The effortless presence, the light
airiness of ease with ourselves, the complicit
nods to our restless aging bodies.
Tonight you tell me of snow illumined
by your headlights, lighting up the ride
home, the snow that will keep us all
from work tomorrow, guiding us,
even now as it starts to fall
more steadily, to the important things:
fire, wine, each other.
Snow never errs in the quiet
it obliges us to value.
I used to think of you as hands and fingers
to fondle me, imagine your lower lip that lights up
like the moon when you’ve grown a beard
resting on my nipple after tongue touch,
how you would sound, the gentle pitch
of pleasure cries I wanted to wring from you.
You were exotic then, an unknown.
Now, you are one of few constants.
A reliable satellite in orbit around the shifting
tilt and gravity of my daily planet.
Instead of that delicious, faint hairline
above the waist-band of your jeans,
I dream that one day when my father
inevitably dies, you are there with me,
holding my hand in the graveyard.
More than a hundred orgasms, I need
this new thing that we’ve become.
*****
Lynn Marie Houston’s poems have appeared in Painted Bride Quarterly, Poydras Review, Hartskill Review, Alyss, and others.

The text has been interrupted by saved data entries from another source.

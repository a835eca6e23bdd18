//! Backend trait for filesystem operations

use super::error::DiskCacheError;
use async_trait::async_trait;
use bytes::Bytes;
use std::path::{Path, PathBuf};

/// Abstraction over filesystem operations used by the disk storage
#[async_trait]
pub trait DiskBackend: Send + Sync {
    /// Read entire file contents
    async fn read_file(&self, path: &Path) -> Result<Bytes, DiskCacheError>;

    /// Write file contents atomically (temp file + rename)
    async fn write_file_atomic(&self, path: &Path, data: Bytes) -> Result<(), DiskCacheError>;

    /// Delete a file, succeeding if it does not exist
    async fn delete_file(&self, path: &Path) -> Result<(), DiskCacheError>;

    /// Create directory and all parent directories
    async fn create_dir_all(&self, path: &Path) -> Result<(), DiskCacheError>;

    /// Remove a directory with everything inside it, succeeding if it does not exist
    async fn remove_dir_all(&self, path: &Path) -> Result<(), DiskCacheError>;

    /// Get file size in bytes
    async fn file_size(&self, path: &Path) -> Result<u64, DiskCacheError>;

    /// List all files in a directory (empty if the directory does not exist)
    async fn read_dir(&self, path: &Path) -> Result<Vec<PathBuf>, DiskCacheError>;
}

She is the author of The Poet’s Playground, a book of poetry exercises for beginners. After graduating from Hartwick College and spending time in Switzerland on a Fulbright grant, Houston earned her Ph.D. from Arizona State University. She now lives in a vintage Airstream camper on the East Coast. When she isn’t teaching English, she tends her honeybees and kayaks local rivers.